> [EXERCISE OBJECTIVE]
Below are records; copy every line among them that contains the word "ParameterRecord".

> [DATA PROVIDED]
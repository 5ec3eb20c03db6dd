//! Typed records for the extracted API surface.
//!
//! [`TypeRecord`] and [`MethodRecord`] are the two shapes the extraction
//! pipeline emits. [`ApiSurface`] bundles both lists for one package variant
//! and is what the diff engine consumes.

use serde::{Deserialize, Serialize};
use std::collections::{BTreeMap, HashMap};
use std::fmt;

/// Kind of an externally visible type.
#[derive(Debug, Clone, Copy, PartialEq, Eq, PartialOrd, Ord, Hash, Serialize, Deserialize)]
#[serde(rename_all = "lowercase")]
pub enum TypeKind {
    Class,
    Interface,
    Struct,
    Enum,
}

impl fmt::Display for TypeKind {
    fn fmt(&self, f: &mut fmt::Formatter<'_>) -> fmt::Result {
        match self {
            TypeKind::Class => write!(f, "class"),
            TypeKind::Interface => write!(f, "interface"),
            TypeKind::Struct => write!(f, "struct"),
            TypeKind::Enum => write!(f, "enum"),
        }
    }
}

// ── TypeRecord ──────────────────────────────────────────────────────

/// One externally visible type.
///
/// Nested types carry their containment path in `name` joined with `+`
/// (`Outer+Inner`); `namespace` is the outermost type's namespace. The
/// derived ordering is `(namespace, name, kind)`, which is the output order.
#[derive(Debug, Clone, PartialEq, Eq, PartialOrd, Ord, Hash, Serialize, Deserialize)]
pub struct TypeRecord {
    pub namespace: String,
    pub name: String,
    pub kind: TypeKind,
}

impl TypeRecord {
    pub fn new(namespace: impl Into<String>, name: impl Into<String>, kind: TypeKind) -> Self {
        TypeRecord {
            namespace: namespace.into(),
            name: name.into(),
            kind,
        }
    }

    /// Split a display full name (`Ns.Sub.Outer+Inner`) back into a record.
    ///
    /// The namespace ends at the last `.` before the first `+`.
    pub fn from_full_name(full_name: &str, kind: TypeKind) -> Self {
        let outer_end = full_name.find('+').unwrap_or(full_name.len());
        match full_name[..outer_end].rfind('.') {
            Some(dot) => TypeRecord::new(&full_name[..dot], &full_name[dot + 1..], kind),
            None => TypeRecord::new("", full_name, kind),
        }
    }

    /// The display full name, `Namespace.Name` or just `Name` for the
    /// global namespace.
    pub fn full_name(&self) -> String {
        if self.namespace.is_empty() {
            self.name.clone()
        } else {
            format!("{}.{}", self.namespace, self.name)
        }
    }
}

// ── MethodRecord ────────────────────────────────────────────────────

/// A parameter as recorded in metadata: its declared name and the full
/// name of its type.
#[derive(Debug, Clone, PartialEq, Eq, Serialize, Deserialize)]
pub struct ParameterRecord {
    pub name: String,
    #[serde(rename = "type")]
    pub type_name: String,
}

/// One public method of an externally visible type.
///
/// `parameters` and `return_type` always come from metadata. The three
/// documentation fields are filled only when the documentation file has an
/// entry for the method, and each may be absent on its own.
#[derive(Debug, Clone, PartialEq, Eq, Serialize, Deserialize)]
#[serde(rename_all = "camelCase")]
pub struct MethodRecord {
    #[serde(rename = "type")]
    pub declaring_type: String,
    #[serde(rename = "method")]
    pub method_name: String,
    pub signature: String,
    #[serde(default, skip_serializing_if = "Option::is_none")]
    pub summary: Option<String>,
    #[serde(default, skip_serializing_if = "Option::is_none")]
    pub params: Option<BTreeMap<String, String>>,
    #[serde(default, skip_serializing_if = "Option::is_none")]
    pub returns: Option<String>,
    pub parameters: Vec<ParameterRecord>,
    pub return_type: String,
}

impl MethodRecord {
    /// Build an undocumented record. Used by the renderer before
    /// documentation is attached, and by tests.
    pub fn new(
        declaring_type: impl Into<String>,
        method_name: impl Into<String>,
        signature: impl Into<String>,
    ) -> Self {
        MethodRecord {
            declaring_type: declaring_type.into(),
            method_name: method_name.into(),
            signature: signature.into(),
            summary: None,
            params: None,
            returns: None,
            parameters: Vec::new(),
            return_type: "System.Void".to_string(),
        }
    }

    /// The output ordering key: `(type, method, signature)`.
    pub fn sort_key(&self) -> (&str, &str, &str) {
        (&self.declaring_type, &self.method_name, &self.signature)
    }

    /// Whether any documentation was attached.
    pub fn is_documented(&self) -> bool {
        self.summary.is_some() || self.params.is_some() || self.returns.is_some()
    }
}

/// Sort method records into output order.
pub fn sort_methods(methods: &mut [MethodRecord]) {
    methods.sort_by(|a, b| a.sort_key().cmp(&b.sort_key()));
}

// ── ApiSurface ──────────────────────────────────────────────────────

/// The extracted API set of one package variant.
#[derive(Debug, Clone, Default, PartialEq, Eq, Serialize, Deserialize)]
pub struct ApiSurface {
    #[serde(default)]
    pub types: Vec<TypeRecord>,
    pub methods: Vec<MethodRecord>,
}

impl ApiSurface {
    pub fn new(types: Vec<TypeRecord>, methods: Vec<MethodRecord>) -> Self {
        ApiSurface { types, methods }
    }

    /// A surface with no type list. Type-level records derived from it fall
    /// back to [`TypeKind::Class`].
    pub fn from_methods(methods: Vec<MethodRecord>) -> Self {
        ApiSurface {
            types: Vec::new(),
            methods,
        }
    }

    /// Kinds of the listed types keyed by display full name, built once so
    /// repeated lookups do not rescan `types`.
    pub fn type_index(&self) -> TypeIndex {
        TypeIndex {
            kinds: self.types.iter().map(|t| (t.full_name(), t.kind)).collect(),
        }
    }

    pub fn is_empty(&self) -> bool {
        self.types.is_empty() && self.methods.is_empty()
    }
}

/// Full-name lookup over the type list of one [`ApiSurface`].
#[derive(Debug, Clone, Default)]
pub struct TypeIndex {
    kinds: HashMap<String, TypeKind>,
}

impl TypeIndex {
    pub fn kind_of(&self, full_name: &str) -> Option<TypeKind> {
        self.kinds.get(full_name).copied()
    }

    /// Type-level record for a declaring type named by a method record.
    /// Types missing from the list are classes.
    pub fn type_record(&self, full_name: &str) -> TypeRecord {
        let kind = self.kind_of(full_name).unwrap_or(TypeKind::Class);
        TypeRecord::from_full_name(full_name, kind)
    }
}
==
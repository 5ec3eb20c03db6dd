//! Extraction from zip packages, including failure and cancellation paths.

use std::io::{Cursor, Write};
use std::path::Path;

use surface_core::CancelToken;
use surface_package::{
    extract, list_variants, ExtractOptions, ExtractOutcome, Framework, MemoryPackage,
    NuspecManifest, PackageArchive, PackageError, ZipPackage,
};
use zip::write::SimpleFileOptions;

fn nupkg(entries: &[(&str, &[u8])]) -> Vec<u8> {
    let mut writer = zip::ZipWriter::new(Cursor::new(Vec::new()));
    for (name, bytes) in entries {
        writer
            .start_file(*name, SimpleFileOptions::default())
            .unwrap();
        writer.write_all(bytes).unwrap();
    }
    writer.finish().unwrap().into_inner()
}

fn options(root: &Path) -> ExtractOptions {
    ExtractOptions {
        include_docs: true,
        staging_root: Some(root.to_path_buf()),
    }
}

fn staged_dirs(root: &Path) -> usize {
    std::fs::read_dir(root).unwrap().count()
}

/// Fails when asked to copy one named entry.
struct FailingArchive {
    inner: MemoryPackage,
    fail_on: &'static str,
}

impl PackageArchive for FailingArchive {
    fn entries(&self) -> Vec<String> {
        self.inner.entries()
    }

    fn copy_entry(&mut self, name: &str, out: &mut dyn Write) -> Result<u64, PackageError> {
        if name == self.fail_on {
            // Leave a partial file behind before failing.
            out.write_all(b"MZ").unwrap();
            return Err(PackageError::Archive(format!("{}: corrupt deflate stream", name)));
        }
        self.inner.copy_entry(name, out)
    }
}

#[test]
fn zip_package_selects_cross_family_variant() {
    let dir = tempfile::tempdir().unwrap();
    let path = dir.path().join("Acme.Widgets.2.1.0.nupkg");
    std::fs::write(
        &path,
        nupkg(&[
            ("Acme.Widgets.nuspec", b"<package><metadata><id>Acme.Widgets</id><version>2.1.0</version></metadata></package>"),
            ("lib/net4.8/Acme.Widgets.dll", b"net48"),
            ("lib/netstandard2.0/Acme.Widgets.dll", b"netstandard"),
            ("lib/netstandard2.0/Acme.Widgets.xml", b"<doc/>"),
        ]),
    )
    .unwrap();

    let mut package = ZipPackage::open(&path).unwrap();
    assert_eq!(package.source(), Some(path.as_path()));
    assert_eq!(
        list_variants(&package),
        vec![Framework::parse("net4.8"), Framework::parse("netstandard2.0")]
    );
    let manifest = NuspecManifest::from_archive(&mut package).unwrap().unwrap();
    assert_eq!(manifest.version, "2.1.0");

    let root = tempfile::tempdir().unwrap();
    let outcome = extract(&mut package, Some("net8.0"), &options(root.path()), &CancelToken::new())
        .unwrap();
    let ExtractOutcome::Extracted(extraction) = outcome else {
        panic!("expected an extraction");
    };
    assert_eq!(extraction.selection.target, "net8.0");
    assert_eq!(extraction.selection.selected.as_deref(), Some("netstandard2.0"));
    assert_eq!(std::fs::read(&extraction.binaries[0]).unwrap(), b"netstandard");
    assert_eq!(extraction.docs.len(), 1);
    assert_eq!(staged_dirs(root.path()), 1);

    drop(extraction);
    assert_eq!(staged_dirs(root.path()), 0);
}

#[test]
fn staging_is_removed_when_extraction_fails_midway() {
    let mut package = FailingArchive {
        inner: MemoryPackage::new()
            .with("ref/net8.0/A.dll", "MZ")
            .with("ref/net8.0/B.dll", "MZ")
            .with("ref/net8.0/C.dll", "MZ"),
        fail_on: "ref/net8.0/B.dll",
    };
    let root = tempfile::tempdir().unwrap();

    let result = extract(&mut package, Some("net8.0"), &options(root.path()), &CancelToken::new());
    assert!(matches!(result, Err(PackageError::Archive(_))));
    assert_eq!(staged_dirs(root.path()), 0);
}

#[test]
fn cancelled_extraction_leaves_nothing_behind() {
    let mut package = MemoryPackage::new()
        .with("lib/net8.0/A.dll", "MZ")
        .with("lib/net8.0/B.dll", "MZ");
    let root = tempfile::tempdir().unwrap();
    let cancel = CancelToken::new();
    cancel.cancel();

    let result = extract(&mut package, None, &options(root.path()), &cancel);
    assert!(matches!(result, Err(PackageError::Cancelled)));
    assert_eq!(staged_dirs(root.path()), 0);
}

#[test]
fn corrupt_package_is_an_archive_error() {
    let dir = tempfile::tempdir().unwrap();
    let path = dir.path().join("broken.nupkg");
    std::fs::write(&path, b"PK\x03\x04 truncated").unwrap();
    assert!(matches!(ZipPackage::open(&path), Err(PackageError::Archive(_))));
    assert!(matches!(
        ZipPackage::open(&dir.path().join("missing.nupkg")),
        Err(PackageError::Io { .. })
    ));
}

> [WORKED SOLUTION]
pub struct ParameterRecord {
    pub parameters: Vec<ParameterRecord>,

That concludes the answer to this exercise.